Every project to implement a specific application or technology should be at least two phases:
1. Get it working for the first time. Check it out and learn about it, with the intention of throwing this copy away.
2. Get it working in production. Do it for real.
You cannot plan out how you are going to support something in production until you know something about the application. You won’t know anything about the application until you’ve tried using it once. Therefore the first steps of a project should be to check it out first. Then do it again for real later.
This goes for small applications and projects, too. Sure, you might be tempted to just start using that copy of MediaWiki you installed last week so that you could check it out. Don’t. Install it again from scratch and do it right so that all your mess-ups, all your false starts, and all the cruft that comes along with a first installation gets cleaned up.
I usually enforce this for small projects by having separate development and production environments for things. If I want to check something out I do it on my development box. When I want to do it for real I redo it on my production box. Once in a while I just level and rebuild my development box so that all the old mistakes, orphaned files, etc. go away.

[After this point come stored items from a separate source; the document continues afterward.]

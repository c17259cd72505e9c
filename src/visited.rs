//! Visited Set: concurrency-safe map from normalized URL to a terminal
//! outcome. Used for cycle suppression and for status reporting. The
//! check-and-insert-`InProgress` step lives behind one `Mutex<HashMap>`
//! so it stays a single critical section even under concurrent fetches.

use std::collections::HashMap;
use std::sync::Mutex;

/// The terminal (or in-flight) outcome recorded for a URL.
#[derive(Debug, Clone, PartialEq, Eq)]
pub enum Outcome {
    InProgress,
    Ok,
    Offsite,
    Error(String),
}

#[derive(Default)]
pub struct VisitedSet {
    inner: Mutex<HashMap<String, Outcome>>,
}

impl VisitedSet {
    pub fn new() -> Self {
        Self::default()
    }

    /// Overwrites any prior outcome for `url`.
    pub fn mark(&self, url: &str, outcome: Outcome) {
        self.inner
            .lock()
            .expect("visited set mutex poisoned")
            .insert(url.to_string(), outcome);
    }

    /// Returns the current outcome for `url`, if any.
    pub fn check(&self, url: &str) -> Option<Outcome> {
        self.inner
            .lock()
            .expect("visited set mutex poisoned")
            .get(url)
            .cloned()
    }

    /// Atomically checks whether `url` is already present and, if not,
    /// marks it `InProgress`. Returns `true` iff this call claimed the
    /// URL (i.e. the caller should go on to fetch it), guaranteeing
    /// at-most-one concurrent fetch per URL.
    pub fn claim(&self, url: &str) -> bool {
        let mut guard = self.inner.lock().expect("visited set mutex poisoned");
        if guard.contains_key(url) {
            false
        } else {
            guard.insert(url.to_string(), Outcome::InProgress);
            true
        }
    }

    pub fn clear(&self) {
        self.inner.lock().expect("visited set mutex poisoned").clear();
    }

    pub fn len(&self) -> usize {
        self.inner.lock().expect("visited set mutex poisoned").len()
    }

    pub fn is_empty(&self) -> bool {
        self.len() == 0
    }
}

#[cfg(test)]
mod tests {
    use super::*;

    #[test]
    fn claim_is_at_most_once() {
        let visited = VisitedSet::new();
        assert!(visited.claim("http://x/"));
        assert!(!visited.claim("http://x/"));
        assert_eq!(visited.check("http://x/"), Some(Outcome::InProgress));
    }

    #[test]
    fn mark_overwrites_in_progress() {
        let visited = VisitedSet::new();
        visited.claim("http://x/");
        visited.mark("http://x/", Outcome::Ok);
        assert_eq!(visited.check("http://x/"), Some(Outcome::Ok));
    }

    #[test]
    fn clear_empties_the_set() {
        let visited = VisitedSet::new();
        visited.mark("http://x/", Outcome::Ok);
        visited.clear();
        assert!(visited.is_empty());
    }
}
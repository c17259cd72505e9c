//! Engine-level integration tests against `MockFetcher`, covering
//! traversal, cycle suppression, offsite filtering, pause/resume/stop,
//! and restart — exercised directly on the engine, below the registry's
//! lifecycle wrapping.

use std::sync::Arc;
use std::time::Duration;

use crawlctl::engine::Engine;
use crawlctl::fetcher::MockFetcher;

async fn wait_for_done(engine: &Engine) {
    for _ in 0..500 {
        if engine.is_done() || engine.has_failed() {
            return;
        }
        tokio::time::sleep(Duration::from_millis(10)).await;
    }
    panic!("crawl never reached done/failed");
}

#[tokio::test]
async fn known_seed_reaches_done_and_renders_known_children() {
    let fetcher = Arc::new(MockFetcher::golang_fixture());
    let engine = Engine::new("http://golang.org/", fetcher);

    engine.start();
    wait_for_done(&engine).await;

    assert!(engine.is_done());
    assert!(!engine.has_failed());

    let rendered = engine.format();
    assert!(rendered.starts_with("http://golang.org/\n"));
    assert!(rendered.contains("http://golang.org/cmd/"));
    assert!(rendered.contains("http://golang.org/pkg/"));
}

#[tokio::test]
async fn unknown_seed_records_fetch_error_and_renders_single_line() {
    let fetcher = Arc::new(MockFetcher::golang_fixture());
    let engine = Engine::new("http://example.com", fetcher);

    engine.start();
    wait_for_done(&engine).await;

    assert!(engine.is_done());
    assert_eq!(engine.format(), "http://example.com/\n");
}

#[tokio::test]
async fn invalid_seed_fails_immediately_without_spawning_work() {
    let fetcher = Arc::new(MockFetcher::golang_fixture());
    let engine = Engine::new("not a url", fetcher);

    engine.start();

    assert!(engine.is_done());
    assert!(engine.has_failed());
    assert_eq!(engine.format(), "");
}

#[tokio::test]
async fn pause_then_resume_still_reaches_done() {
    let fetcher = Arc::new(MockFetcher::golang_fixture());
    let engine = Engine::new("http://golang.org/", fetcher);

    engine.start();
    engine.pause();
    tokio::time::sleep(Duration::from_millis(20)).await;
    assert!(!engine.is_done());

    engine.resume();
    wait_for_done(&engine).await;
    assert!(engine.is_done());
}

#[tokio::test]
async fn stop_prevents_further_progress() {
    let fetcher = Arc::new(MockFetcher::golang_fixture());
    let engine = Engine::new("http://golang.org/", fetcher);

    engine.start();
    engine.stop();
    tokio::time::sleep(Duration::from_millis(50)).await;

    assert!(!engine.is_done());
}

#[tokio::test]
async fn restart_resets_visited_and_tree() {
    let fetcher = Arc::new(MockFetcher::golang_fixture());
    let engine = Engine::new("http://golang.org/", fetcher);

    engine.start();
    wait_for_done(&engine).await;
    let first_render = engine.format();

    engine.start();
    wait_for_done(&engine).await;
    let second_render = engine.format();

    assert_eq!(first_render, second_render);
}

#[tokio::test]
async fn offsite_links_are_not_recorded_in_the_tree() {
    let fetcher = Arc::new(
        MockFetcher::new().with_page(
            "http://golang.org/",
            "home",
            &["http://other.example/elsewhere"],
        ),
    );
    let engine = Engine::new("http://golang.org/", fetcher);

    engine.start();
    wait_for_done(&engine).await;

    let rendered = engine.format();
    assert_eq!(rendered, "http://golang.org/\n");
    assert!(!rendered.contains("other.example"));
}
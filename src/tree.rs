//! Discovery Tree: an ordered, mutable tree of URL strings recording the
//! order and nesting in which the crawl discovered each URL.
//!
//! `add_at` and `render` both take a single `Mutex` for their duration, so
//! inserts and renders serialize against each other without needing a
//! dedicated actor task.

use std::sync::Mutex;

/// Opaque handle to a tree node, returned by `add_at` and later used as
/// the insertion point for deeper descendants. Callers must not assume
/// anything about its internal representation.
#[derive(Debug, Clone, Copy, PartialEq, Eq, Hash)]
pub struct NodeId(usize);

struct Node {
    url: String,
    children: Vec<NodeId>,
}

struct Inner {
    nodes: Vec<Node>,
    root: Option<NodeId>,
}

#[derive(Default)]
pub struct DiscoveryTree {
    inner: Mutex<Inner>,
}

impl Default for Inner {
    fn default() -> Self {
        Inner {
            nodes: Vec::new(),
            root: None,
        }
    }
}

impl DiscoveryTree {
    pub fn new() -> Self {
        Self::default()
    }

    /// Inserts `url` under `parent` (or as the root, if `parent` is
    /// `None`) and returns a handle to the new node. Passing `None` is
    /// only meaningful for the first call on a fresh tree: later calls
    /// with `None` would create an unreachable second root, which no
    /// caller in this crate does — engines build a fresh tree per
    /// `start()` instead of ever re-rooting one in place.
    pub fn add_at(&self, parent: Option<NodeId>, url: impl Into<String>) -> NodeId {
        let mut inner = self.inner.lock().expect("tree mutex poisoned");
        let id = NodeId(inner.nodes.len());
        inner.nodes.push(Node {
            url: url.into(),
            children: Vec::new(),
        });
        match parent {
            None => {
                inner.root.get_or_insert(id);
            }
            Some(p) => inner.nodes[p.0].children.push(id),
        }
        id
    }

    /// Discards every node, leaving the tree as if freshly constructed.
    /// Used by `Engine::start()` so a restarted crawl renders only its
    /// own results.
    pub fn reset(&self) {
        let mut inner = self.inner.lock().expect("tree mutex poisoned");
        inner.nodes.clear();
        inner.root = None;
    }

    /// Renders the tree as a human-readable, box-drawn string. Produces a
    /// consistent snapshot: the whole tree is read under one lock
    /// acquisition, so concurrent inserts never tear a render.
    pub fn render(&self) -> String {
        let inner = self.inner.lock().expect("tree mutex poisoned");
        let mut out = String::new();
        if let Some(root) = inner.root {
            render_node(&inner.nodes, root, "", true, true, &mut out);
        }
        out
    }
}

fn render_node(nodes: &[Node], id: NodeId, prefix: &str, is_root: bool, is_last: bool, out: &mut String) {
    let node = &nodes[id.0];
    if is_root {
        out.push_str(&node.url);
    } else {
        out.push_str(prefix);
        out.push_str(if is_last { "└── " } else { "├── " });
        out.push_str(&node.url);
    }
    out.push('\n');

    let child_prefix = if is_root {
        String::new()
    } else {
        format!("{}{}", prefix, if is_last { "    " } else { "│   " })
    };

    let last_index = node.children.len().saturating_sub(1);
    for (i, child) in node.children.iter().enumerate() {
        render_node(nodes, *child, &child_prefix, false, i == last_index, out);
    }
}

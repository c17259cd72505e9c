//! Crawl Engine: per-seed state bundling the base URL, registered host,
//! visited set, discovery tree, fetcher reference, and run/pause/stop
//! control. Runs the recursive expansion algorithm and implements
//! cooperative pause.
//!
//! One supervising task per crawl fans a `tokio::spawn` out per outbound
//! link and joins on all of them before returning, rather than serializing
//! work through a single queue.

use std::sync::atomic::{AtomicBool, AtomicU8, Ordering};
use std::sync::Arc;

use tokio::sync::Notify;

use crate::fetcher::Fetcher;
use crate::tree::{DiscoveryTree, NodeId};
use crate::url_norm;
use crate::visited::{Outcome, VisitedSet};

const RUN: u8 = 0;
const PAUSE: u8 = 1;
const STOP: u8 = 2;

struct EngineShared {
    base_url: String,
    scheme: String,
    host: String,
    visited: VisitedSet,
    tree: DiscoveryTree,
    fetcher: Arc<dyn Fetcher>,
    run_state: AtomicU8,
    notify: Notify,
    done: AtomicBool,
    failed: AtomicBool,
}

/// The per-crawl engine. Cloning an `Engine` shares the same underlying
/// state (it is a thin handle around an `Arc`), matching how the registry
/// hands engine references to the RPC layer while retaining exclusive
/// ownership of the map entry itself.
#[derive(Clone)]
pub struct Engine {
    shared: Arc<EngineShared>,
}

impl Engine {
    /// Creates a new engine for `seed_url`. If the seed itself fails to
    /// parse, the engine is born already `done` and `failed`, and
    /// `start()` becomes a permanent no-op instead of panicking.
    pub fn new(seed_url: &str, fetcher: Arc<dyn Fetcher>) -> Self {
        let normalized = url_norm::normalize(seed_url);
        let (base_url, scheme, host, seed_failed) = match normalized {
            Ok(n) => {
                let scheme = n.split(':').next().unwrap_or_default().to_string();
                let host = url_norm::host_of(&n).unwrap_or_default();
                (n, scheme, host, false)
            }
            Err(_) => (seed_url.to_string(), String::new(), String::new(), true),
        };

        let shared = EngineShared {
            base_url,
            scheme,
            host,
            visited: VisitedSet::new(),
            tree: DiscoveryTree::new(),
            fetcher,
            run_state: AtomicU8::new(STOP),
            notify: Notify::new(),
            done: AtomicBool::new(seed_failed),
            failed: AtomicBool::new(seed_failed),
        };

        Engine {
            shared: Arc::new(shared),
        }
    }

    /// Begins background expansion from the base URL. Non-blocking.
    pub fn start(&self) {
        if self.shared.base_url_is_seed_invalid() {
            // A permanently-invalid seed never becomes crawlable.
            self.shared.done.store(true, Ordering::SeqCst);
            self.shared.failed.store(true, Ordering::SeqCst);
            return;
        }

        self.shared.visited.clear();
        self.shared.tree.reset();
        self.shared.done.store(false, Ordering::SeqCst);
        self.shared.failed.store(false, Ordering::SeqCst);
        self.shared.run_state.store(RUN, Ordering::SeqCst);
        self.shared.notify.notify_waiters();

        let shared = self.shared.clone();
        let seed = shared.base_url.clone();
        tokio::spawn(async move {
            let done_flag = shared.clone();
            let handle = tokio::spawn(expand(shared, seed, None));
            match handle.await {
                Ok(()) => done_flag.done.store(true, Ordering::SeqCst),
                Err(join_error) => {
                    tracing::error!(error = %join_error, "crawl background task panicked");
                    done_flag.failed.store(true, Ordering::SeqCst);
                }
            }
        });
    }

    /// Requests cooperative suspension. The task finishes its current
    /// page then blocks at its next suspension point until `resume()` or
    /// `stop()`.
    pub fn pause(&self) {
        self.shared.run_state.store(PAUSE, Ordering::SeqCst);
    }

    /// Leaves pause. No-op if already running.
    pub fn resume(&self) {
        self.shared.run_state.store(RUN, Ordering::SeqCst);
        self.shared.notify.notify_waiters();
    }

    /// Requests permanent cessation. The background task exits at its
    /// next suspension point.
    pub fn stop(&self) {
        self.shared.run_state.store(STOP, Ordering::SeqCst);
        self.shared.notify.notify_waiters();
    }

    pub fn is_done(&self) -> bool {
        self.shared.done.load(Ordering::SeqCst)
    }

    pub fn has_failed(&self) -> bool {
        self.shared.failed.load(Ordering::SeqCst)
    }

    /// Renders the current tree. Takes the tree's own lock for the
    /// duration of the render rather than pausing and resuming expansion
    /// around it.
    pub fn format(&self) -> String {
        self.shared.tree.render()
    }
}

impl EngineShared {
    fn base_url_is_seed_invalid(&self) -> bool {
        self.host.is_empty() && self.scheme.is_empty()
    }
}

async fn wait_if_needed(shared: &EngineShared) -> bool {
    loop {
        match shared.run_state.load(Ordering::SeqCst) {
            STOP => return true,
            RUN => return false,
            PAUSE => {
                let notified = shared.notify.notified();
                if shared.run_state.load(Ordering::SeqCst) != PAUSE {
                    continue;
                }
                notified.await;
            }
            _ => unreachable!("run_state only ever holds RUN, PAUSE, or STOP"),
        }
    }
}

fn rewrite_relative(scheme: &str, host: &str, url: &str) -> String {
    if url.starts_with('/') {
        format!("{scheme}://{host}{url}")
    } else {
        url.to_string()
    }
}

/// One step of the recursive expansion algorithm. Spawned as its own task
/// for every outbound link so siblings fan out concurrently; the spawning
/// caller joins on every child handle before returning.
async fn expand(shared: Arc<EngineShared>, url: String, parent: Option<NodeId>) {
    if url.is_empty() {
        return;
    }

    if wait_if_needed(&shared).await {
        return;
    }

    let candidate = rewrite_relative(&shared.scheme, &shared.host, &url);

    let normalized = match url_norm::normalize(&candidate) {
        Ok(n) => n,
        Err(e) => {
            tracing::debug!(url = %candidate, error = %e, "invalid URL");
            shared.visited.mark(&candidate, Outcome::Error(e.to_string()));
            shared.tree.add_at(parent, candidate);
            return;
        }
    };

    let link_host = url_norm::host_of(&normalized).unwrap_or_default();
    if link_host != shared.host {
        tracing::debug!(url = %normalized, "offsite, skipping");
        shared.visited.mark(&normalized, Outcome::Offsite);
        return;
    }

    let node = shared.tree.add_at(parent, normalized.clone());

    if !shared.visited.claim(&normalized) {
        tracing::debug!(url = %normalized, "already visited, skipping fetch");
        return;
    }

    tracing::debug!(url = %normalized, "fetching");
    let page = match shared.fetcher.fetch(&normalized).await {
        Ok(page) => {
            shared.visited.mark(&normalized, Outcome::Ok);
            page
        }
        Err(e) => {
            tracing::debug!(url = %normalized, error = %e, "fetch failed");
            shared.visited.mark(&normalized, Outcome::Error(e.to_string()));
            return;
        }
    };

    let handles: Vec<_> = page
        .links
        .into_iter()
        .map(|link| tokio::spawn(expand(shared.clone(), link, Some(node))))
        .collect();
    for result in futures::future::join_all(handles).await {
        if let Err(e) = result {
            tracing::warn!(error = %e, "child crawl task panicked");
        }
    }
    tracing::debug!(url = %normalized, "finished");
}
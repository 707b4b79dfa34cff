use rand::{seq::SliceRandom, Rng};
use std::fmt;
use std::str::FromStr;

use crate::error::BoardError;

/// Width (and height) of the board.
pub const WIDTH: usize = 4;
/// Number of cells on the board.
pub const CELLS: usize = WIDTH * WIDTH;
/// Value stored in the blank cell.
pub const BLANK: u8 = 0;

/// Direction the blank travels.
///
/// Moving the blank `Left` slides the tile on its left one cell to the right.
#[derive(Debug, Clone, Copy, PartialEq, Eq, Hash)]
pub enum Move {
    Left,
    Right,
    Up,
    Down,
}

impl Move {
    /// All moves, in the order successors are generated.
    pub const ALL: [Move; 4] = [Move::Left, Move::Right, Move::Up, Move::Down];

    /// Change in the blank's linear index.
    pub fn delta(&self) -> isize {
        match self {
            Move::Left => -1,
            Move::Right => 1,
            Move::Up => -(WIDTH as isize),
            Move::Down => WIDTH as isize,
        }
    }

    pub fn opposite(&self) -> Self {
        match self {
            Move::Up => Move::Down,
            Move::Down => Move::Up,
            Move::Left => Move::Right,
            Move::Right => Move::Left,
        }
    }

    /// Whether the blank at `blank` may travel in this direction without
    /// leaving the board.
    pub fn fits(&self, blank: usize) -> bool {
        match self {
            Move::Left => blank % WIDTH != 0,
            Move::Right => blank % WIDTH != WIDTH - 1,
            Move::Up => blank / WIDTH != 0,
            Move::Down => blank / WIDTH != WIDTH - 1,
        }
    }
}

impl fmt::Display for Move {
    fn fmt(&self, f: &mut fmt::Formatter<'_>) -> fmt::Result {
        let s = match *self {
            Move::Up => "Up",
            Move::Left => "Left",
            Move::Down => "Down",
            Move::Right => "Right",
        };
        write!(f, "{}", s)
    }
}

/// A 4×4 fifteen-puzzle configuration.
///
/// Cells are stored row-major. A `Board` can only be built from a valid
/// permutation of `0..16`, so every value of this type holds each label in
/// `1..=15` exactly once and a single blank whose index is tracked alongside.
#[derive(Debug, Clone, Copy, PartialEq, Eq, Hash)]
pub struct Board {
    cells: [u8; CELLS],
    blank: usize,
}

impl Board {
    /// Builds a board after checking that `cells` is a permutation of `0..16`.
    pub fn new(cells: [u8; CELLS]) -> Result<Self, BoardError> {
        let mut seen = [false; CELLS];
        let mut blank = 0;

        for (index, &value) in cells.iter().enumerate() {
            if value as usize >= CELLS {
                return Err(BoardError::TileOutOfRange {
                    value: value as u32,
                    index,
                });
            }
            if seen[value as usize] {
                return Err(BoardError::DuplicateTile { value });
            }
            seen[value as usize] = true;
            if value == BLANK {
                blank = index;
            }
        }

        Ok(Self { cells, blank })
    }

    /// The solved layout: `1..=15` in order with the blank in the last cell.
    pub fn goal() -> Self {
        let mut cells = [BLANK; CELLS];
        for (i, cell) in cells.iter_mut().take(CELLS - 1).enumerate() {
            *cell = i as u8 + 1;
        }
        Self {
            cells,
            blank: CELLS - 1,
        }
    }

    /// A uniformly shuffled board, repaired with [`Board::make_solvable`]
    /// when the shuffle lands on the unsolvable half.
    pub fn random<R: Rng + ?Sized>(rng: &mut R) -> Self {
        let mut cells = Self::goal().cells;
        cells.shuffle(rng);

        let blank = cells.iter().position(|&v| v == BLANK).unwrap_or(CELLS - 1);
        let mut board = Self { cells, blank };
        if !board.is_solvable() {
            board.make_solvable();
        }
        board
    }

    pub fn cells(&self) -> &[u8; CELLS] {
        &self.cells
    }

    pub fn blank(&self) -> usize {
        self.blank
    }

    pub fn tile_at(&self, index: usize) -> u8 {
        self.cells[index]
    }

    /// Index of `tile` on the board.
    pub fn position_of(&self, tile: u8) -> Option<usize> {
        self.cells.iter().position(|&v| v == tile)
    }

    pub fn is_goal(&self) -> bool {
        self.cells[CELLS - 1] == BLANK
            && self.cells[..CELLS - 1]
                .iter()
                .enumerate()
                .all(|(i, &v)| v as usize == i + 1)
    }

    /// Number of label pairs that appear in the wrong relative order,
    /// ignoring the blank.
    pub fn inversions(&self) -> usize {
        self.cells
            .iter()
            .enumerate()
            .filter(|&(_, &val)| val != BLANK)
            .map(|(i, &val)| {
                self.cells[i + 1..]
                    .iter()
                    .filter(|&&next| next != BLANK && next < val)
                    .count()
            })
            .sum()
    }

    /// Whether the goal is reachable.
    ///
    /// On an even-width board a move keeps `inversions + blank row` parity
    /// fixed, so the board is solvable iff the inversion parity differs from
    /// the parity of the blank's row.
    pub fn is_solvable(&self) -> bool {
        self.inversions() % 2 != (self.blank / WIDTH) % 2
    }

    /// Swaps tiles 14 and 15, flipping the permutation parity.
    pub fn make_solvable(&mut self) {
        let last = (CELLS - 1) as u8;
        if let (Some(a), Some(b)) = (self.position_of(last), self.position_of(last - 1)) {
            self.cells.swap(a, b);
        }
    }

    /// Whether the blank can travel in direction `mv`.
    pub fn can_move(&self, mv: Move) -> bool {
        mv.fits(self.blank)
    }

    /// Returns the board after sliding the blank in direction `mv`, or `None`
    /// when that would leave the board.
    pub fn apply_move(&self, mv: Move) -> Option<Self> {
        if !self.can_move(mv) {
            return None;
        }

        let target = (self.blank as isize + mv.delta()) as usize;
        let mut next = *self;
        next.cells.swap(self.blank, target);
        next.blank = target;
        Some(next)
    }

    /// The tile that `mv` would slide into the blank.
    pub fn tile_moved_by(&self, mv: Move) -> Option<u8> {
        self.can_move(mv)
            .then(|| self.cells[(self.blank as isize + mv.delta()) as usize])
    }

    /// Packs the sixteen 4-bit cells into one integer; equal boards have
    /// equal keys and vice versa.
    pub fn key(&self) -> u64 {
        self.cells
            .iter()
            .fold(0u64, |acc, &v| (acc << 4) | u64::from(v))
    }
}

impl TryFrom<&[u8]> for Board {
    type Error = BoardError;

    fn try_from(values: &[u8]) -> Result<Self, Self::Error> {
        let cells: [u8; CELLS] = values.try_into().map_err(|_| BoardError::WrongCellCount {
            expected: CELLS,
            found: values.len(),
        })?;
        Self::new(cells)
    }
}

impl FromStr for Board {
    type Err = BoardError;

    /// Parses sixteen numbers separated by whitespace and/or commas, row-major,
    /// with `0` marking the blank.
    fn from_str(s: &str) -> Result<Self, Self::Err> {
        let values = s
            .split(|c: char| c.is_whitespace() || c == ',')
            .filter(|token| !token.is_empty())
            .map(|token| {
                token.parse::<u32>().map_err(|_| BoardError::InvalidToken {
                    token: token.to_string(),
                })
            })
            .collect::<Result<Vec<_>, _>>()?;

        if values.len() != CELLS {
            return Err(BoardError::WrongCellCount {
                expected: CELLS,
                found: values.len(),
            });
        }

        let mut cells = [BLANK; CELLS];
        for (index, (&value, cell)) in values.iter().zip(cells.iter_mut()).enumerate() {
            if value as usize >= CELLS {
                return Err(BoardError::TileOutOfRange { value, index });
            }
            *cell = value as u8;
        }

        Self::new(cells)
    }
}

impl fmt::Display for Board {
    fn fmt(&self, f: &mut fmt::Formatter<'_>) -> fmt::Result {
        for row in self.cells.chunks(WIDTH) {
            for &val in row {
                if val == BLANK {
                    write!(f, "   ")?;
                } else {
                    write!(f, "{:2} ", val)?;
                }
            }
            writeln!(f)?;
        }
        Ok(())
    }
}
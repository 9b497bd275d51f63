use serde::{Deserialize, Serialize};

use ocs_domain::{
	CATEGORY_PATH, CategoryGraphBuilder, CategoryGraphNode, FilterQuery, Locale, StructuredQuery,
};

use crate::{
	Result, SearchResponse, SearchService, SiteContext, compose, search::SearchContext,
};

/// Caller options for brand, category, on-sale and rule-based pages.
#[derive(Debug, Clone, Default, PartialEq, Eq, Serialize, Deserialize)]
#[serde(default)]
pub struct BrowseOptions {
	pub category_id: Option<String>,
	pub category_path: Option<String>,
	pub brand_id: Option<String>,
	/// Falls back to the site's default catalog.
	pub catalog_id: Option<String>,
	pub on_sale: bool,
	pub rule_based_page: bool,
	pub fetch_products: bool,
	pub fetch_category_graph: bool,
	pub max_category_results: i64,
	pub depth_limit: u32,
	pub separator: String,
}

impl SearchService {
	pub async fn browse(
		&self,
		options: &BrowseOptions,
		mut query: StructuredQuery,
		site: Option<&SiteContext>,
		locale: Option<&Locale>,
		active: &[FilterQuery],
	) -> Result<SearchResponse> {
		let locale = self.resolve_locale(locale)?;
		let site_catalog = site.and_then(SiteContext::catalog_id);
		let path_catalog = options
			.catalog_id
			.as_deref()
			.filter(|catalog| !catalog.trim().is_empty())
			.or(site_catalog)
			.unwrap_or_default();
		let plan = compose::compose_browse(options, path_catalog, &locale, &mut query);
		let ctx = SearchContext {
			site,
			catalog_id: site_catalog,
			is_search: false,
			is_rule_page: options.rule_based_page,
			category_id: options.category_id.as_deref(),
			category_path: plan.rule_category_path.as_deref(),
			brand_id: options.brand_id.as_deref(),
			outlet: options.on_sale,
		};
		let mut response = self.execute_search(query, &locale, ctx, active).await?;

		if plan.category_graph {
			response.category_graph = extract_category_graph(&mut response, options);
		}

		Ok(response)
	}
}

/// Builds the category graph from the raw category path facet and removes that facet.
pub fn extract_category_graph(
	response: &mut SearchResponse,
	options: &BrowseOptions,
) -> Vec<CategoryGraphNode> {
	let Some(facet) = response.take_facet(CATEGORY_PATH) else {
		return Vec::new();
	};
	let mut builder = CategoryGraphBuilder::new(options.depth_limit, &options.separator);

	for filter in &facet.filters {
		let path = CategoryGraphBuilder::filter_path(filter);

		tracing::debug!(path = path.as_str(), "Generating category graph for path.");

		builder.add_path(&path, filter.count);
	}

	let target = options
		.category_path
		.as_deref()
		.filter(|path| !path.trim().is_empty())
		.or(options.category_id.as_deref());

	builder.graph_for(target)
}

If you’re a project manager this approach has several benefits. First, your team can make better decisions about how to implement it once they’ve had it running as a test. Second, your team can develop implementation documentation and procedures with the test instance, and then follow that documentation precisely for production so you know it’s accurate. Third, your production instance won’t be saddled with all the cruft from the testing. Fourth, you have a fighting chance at maintaining a test instance of the software, away from the production copy, which you can use for upgrades, etc.